288    Troisièmement, le requérant reproche à la Commission d’avoir estimé, dans la décision attaquée, qu’il n’avait pas démontré, lors de la procédure administrative, la valeur très significative que de nombreux nouveaux entrants reconnaissent au système CB, dans la mesure où ils doublent ou triplent le prix de leur carte privative lorsqu’ils la transforment en carte CB.

289    Il convient de relever que, lors de la procédure administrative, le Groupement a fait valoir que la valeur d’usage du système CB était au moins égale à la différence pour une banque donnée entre le prix (cotisation annuelle) de sa carte CB et celui de sa carte privative.

290    Dans les considérants 396 à 398 de la décision attaquée, la Commission a estimé, à juste titre, que le Groupement n’expliquait pas dans quelle mesure la différence entre le prix d’une carte CB et le prix d’une carte privative pouvait refléter la valeur tirée de l’usage du système CB, alors que l’appartenance au système CB entraînait aussi des coûts, vraisemblablement supérieurs à ceux des systèmes de cartes privatives.

291    En effet, il y a lieu de relever que le prix plus élevé, pour un porteur, d’une carte CB par rapport à une carte privative, s’il peut être le reflet de la plus grande valeur de cette carte du fait de son interbancarité, reflète aussi, au moins en partie, les coûts supplémentaires supportés par les banques pour émettre des cartes CB par rapport à ceux qu’ils supportent pour émettre des cartes privatives (notamment les coûts résultant du droit fixe d’adhésion qui est décrit au point 26 ci-dessus).

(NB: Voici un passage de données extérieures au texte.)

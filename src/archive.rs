//! Archive Facade
//!
//! [`ArchiveReader`] is the public surface: one accessor per entity type,
//! each returning a fresh lazy stream over the matching member file, plus an
//! aggregate accessor and the collect-policy failure report. The facade
//! holds only configuration (archive path, error policy, collect buffer);
//! all validation happens in the decoder, all I/O in the streams.

use std::cell::RefCell;
use std::collections::{BTreeMap, BTreeSet};
use std::fs::File;
use std::io::{BufReader, ErrorKind};
use std::path::{Path, PathBuf};
use std::rc::Rc;

use serde::de::DeserializeOwned;
use zip::ZipArchive;

use crate::error::{ArchiveError, RecordedFailure, Result};
use crate::model::{
    Character, Episode, Person, PersonCharacter, Record, Subject, SubjectCharacter,
    SubjectPerson, SubjectRelation,
};
use crate::registry;
use crate::schema::Schema;
use crate::stream::{ErrorPolicy, FailureSink, RecordStream};

/// A type-erased record stream, for the aggregate accessor
pub type RecordIter = Box<dyn Iterator<Item = Result<Record>>>;

/// Read-only facade over one snapshot archive.
///
/// Every accessor opens an independent archive handle, so streams can be
/// driven separately and re-requested from the start at any time. The
/// facade is intentionally not `Send`: evaluation is single-threaded and
/// pull-based, and the collect buffer is plain shared state within one
/// thread.
#[derive(Debug)]
pub struct ArchiveReader {
    path: PathBuf,
    policy: ErrorPolicy,
    failures: FailureSink,
}

impl ArchiveReader {
    /// Open a facade over the archive at `path`.
    ///
    /// Container-level problems (missing file, not a zip) surface here,
    /// before any sequence exists. The probe handle is released immediately;
    /// accessors open their own.
    pub fn open(path: impl AsRef<Path>, policy: ErrorPolicy) -> Result<Self> {
        let path = path.as_ref().to_path_buf();
        let file = File::open(&path).map_err(|e| match e.kind() {
            ErrorKind::NotFound => ArchiveError::NotFound(path.clone()),
            _ => ArchiveError::Io(e),
        })?;
        ZipArchive::new(BufReader::new(file)).map_err(ArchiveError::Corrupt)?;

        Ok(Self {
            path,
            policy,
            failures: Rc::new(RefCell::new(BTreeMap::new())),
        })
    }

    pub fn path(&self) -> &Path {
        &self.path
    }

    pub fn policy(&self) -> ErrorPolicy {
        self.policy
    }

    fn stream<T: DeserializeOwned>(&self, schema: &'static Schema) -> Result<RecordStream<T>> {
        let sink = matches!(self.policy, ErrorPolicy::Collect)
            .then(|| Rc::clone(&self.failures));
        RecordStream::open(&self.path, schema, self.policy, sink)
    }

    pub fn subjects(&self) -> Result<RecordStream<Subject>> {
        self.stream(&registry::SUBJECT)
    }

    pub fn persons(&self) -> Result<RecordStream<Person>> {
        self.stream(&registry::PERSON)
    }

    pub fn characters(&self) -> Result<RecordStream<Character>> {
        self.stream(&registry::CHARACTER)
    }

    pub fn episodes(&self) -> Result<RecordStream<Episode>> {
        self.stream(&registry::EPISODE)
    }

    pub fn subject_relations(&self) -> Result<RecordStream<SubjectRelation>> {
        self.stream(&registry::SUBJECT_RELATIONS)
    }

    pub fn subject_persons(&self) -> Result<RecordStream<SubjectPerson>> {
        self.stream(&registry::SUBJECT_PERSONS)
    }

    pub fn subject_characters(&self) -> Result<RecordStream<SubjectCharacter>> {
        self.stream(&registry::SUBJECT_CHARACTERS)
    }

    pub fn person_characters(&self) -> Result<RecordStream<PersonCharacter>> {
        self.stream(&registry::PERSON_CHARACTERS)
    }

    /// All member streams, keyed by member file name
    pub fn load_all(&self) -> Result<BTreeMap<&'static str, RecordIter>> {
        let mut all: BTreeMap<&'static str, RecordIter> = BTreeMap::new();
        all.insert(
            registry::SUBJECT_MEMBER,
            Box::new(self.subjects()?.map(|r| r.map(Record::Subject))),
        );
        all.insert(
            registry::PERSON_MEMBER,
            Box::new(self.persons()?.map(|r| r.map(Record::Person))),
        );
        all.insert(
            registry::CHARACTER_MEMBER,
            Box::new(self.characters()?.map(|r| r.map(Record::Character))),
        );
        all.insert(
            registry::EPISODE_MEMBER,
            Box::new(self.episodes()?.map(|r| r.map(Record::Episode))),
        );
        all.insert(
            registry::SUBJECT_RELATIONS_MEMBER,
            Box::new(self.subject_relations()?.map(|r| r.map(Record::SubjectRelation))),
        );
        all.insert(
            registry::SUBJECT_PERSONS_MEMBER,
            Box::new(self.subject_persons()?.map(|r| r.map(Record::SubjectPerson))),
        );
        all.insert(
            registry::SUBJECT_CHARACTERS_MEMBER,
            Box::new(
                self.subject_characters()?
                    .map(|r| r.map(Record::SubjectCharacter)),
            ),
        );
        all.insert(
            registry::PERSON_CHARACTERS_MEMBER,
            Box::new(
                self.person_characters()?
                    .map(|r| r.map(Record::PersonCharacter)),
            ),
        );
        Ok(all)
    }

    /// Snapshot of the failures accumulated so far under collect policy.
    ///
    /// Meaningful once the relevant streams have been exhausted; empty under
    /// the other policies.
    pub fn failure_report(&self) -> FailureReport {
        FailureReport {
            by_member: self.failures.borrow().clone(),
        }
    }
}

/// Accumulated decode failures, keyed by member file name
#[derive(Debug, Clone, Default)]
pub struct FailureReport {
    by_member: BTreeMap<&'static str, Vec<RecordedFailure>>,
}

impl FailureReport {
    pub fn is_empty(&self) -> bool {
        self.by_member.values().all(Vec::is_empty)
    }

    /// Total failure count across all members
    pub fn total(&self) -> usize {
        self.by_member.values().map(Vec::len).sum()
    }

    /// Failures for one member, in encounter order
    pub fn failures(&self, member: &str) -> &[RecordedFailure] {
        self.by_member.get(member).map_or(&[], Vec::as_slice)
    }

    /// Iterate members that recorded at least one failure
    pub fn members(&self) -> impl Iterator<Item = (&'static str, &[RecordedFailure])> {
        self.by_member
            .iter()
            .filter(|(_, failures)| !failures.is_empty())
            .map(|(member, failures)| (*member, failures.as_slice()))
    }

    /// Distinct offending raw values recorded for one member
    pub fn distinct_values(&self, member: &str) -> BTreeSet<&str> {
        self.failures(member)
            .iter()
            .filter_map(|f| f.failure.value.as_deref())
            .collect()
    }
}

#[cfg(test)]
mod tests {
    use super::*;
    use crate::error::{DecodeFailure, FailureKind};

    fn recorded(member: &'static str, line: usize, value: &str) -> RecordedFailure {
        RecordedFailure {
            member,
            line,
            failure: DecodeFailure::with_value(FailureKind::UnknownEnumValue, "type", value),
        }
    }

    #[test]
    fn report_totals_and_distinct_values() {
        let mut by_member = BTreeMap::new();
        by_member.insert(
            registry::EPISODE_MEMBER,
            vec![
                recorded(registry::EPISODE_MEMBER, 1, "999"),
                recorded(registry::EPISODE_MEMBER, 4, "999"),
                recorded(registry::EPISODE_MEMBER, 9, "-1"),
            ],
        );
        by_member.insert(registry::PERSON_MEMBER, Vec::new());
        let report = FailureReport { by_member };

        assert!(!report.is_empty());
        assert_eq!(report.total(), 3);
        assert_eq!(report.failures(registry::EPISODE_MEMBER).len(), 3);
        assert_eq!(report.failures("other.jsonlines").len(), 0);
        assert_eq!(report.members().count(), 1);

        let distinct = report.distinct_values(registry::EPISODE_MEMBER);
        assert_eq!(distinct, BTreeSet::from(["-1", "999"]));
    }

    #[test]
    fn empty_report_is_empty() {
        let report = FailureReport::default();
        assert!(report.is_empty());
        assert_eq!(report.total(), 0);
    }
}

292    Le requérant soutient donc, à tort, qu’il a démontré, lors de la procédure administrative, que la différence entre le prix d’une carte CB et le prix d’une carte privative reflétait la valeur d’usage du système CB.

293    Quatrièmement, le requérant fait valoir que, contrairement à ce que prétend la Commission aux considérants 400 à 403 de la décision attaquée, le Groupement a démontré, lors de la procédure administrative, que la valeur du système CB n’était nullement rémunérée par les commissions interbancaires.

294    À cet égard, il y a lieu de relever que la Commission a indiqué aux considérants 402 et 403 de la décision attaquée ce qui suit :

« 402. […] en usant du système ‘CB’, chaque membre contribue au fonctionnement du système – ce que le Groupement semble passer complètement sous silence – et bénéficie en même temps d’un certain nombre de prestations, qu’il rémunère par le paiement des commissions interbancaires au titre de chaque transaction : le traitement de la transaction de paiement, les mesures collectives de sécurité, la garantie de paiement et l’immobilisation des fonds versés au porteur effectuant un retrait constituent autant de prestations liées à l’usage du système ‘CB’ déjà rétribuées par les commissions interbancaires.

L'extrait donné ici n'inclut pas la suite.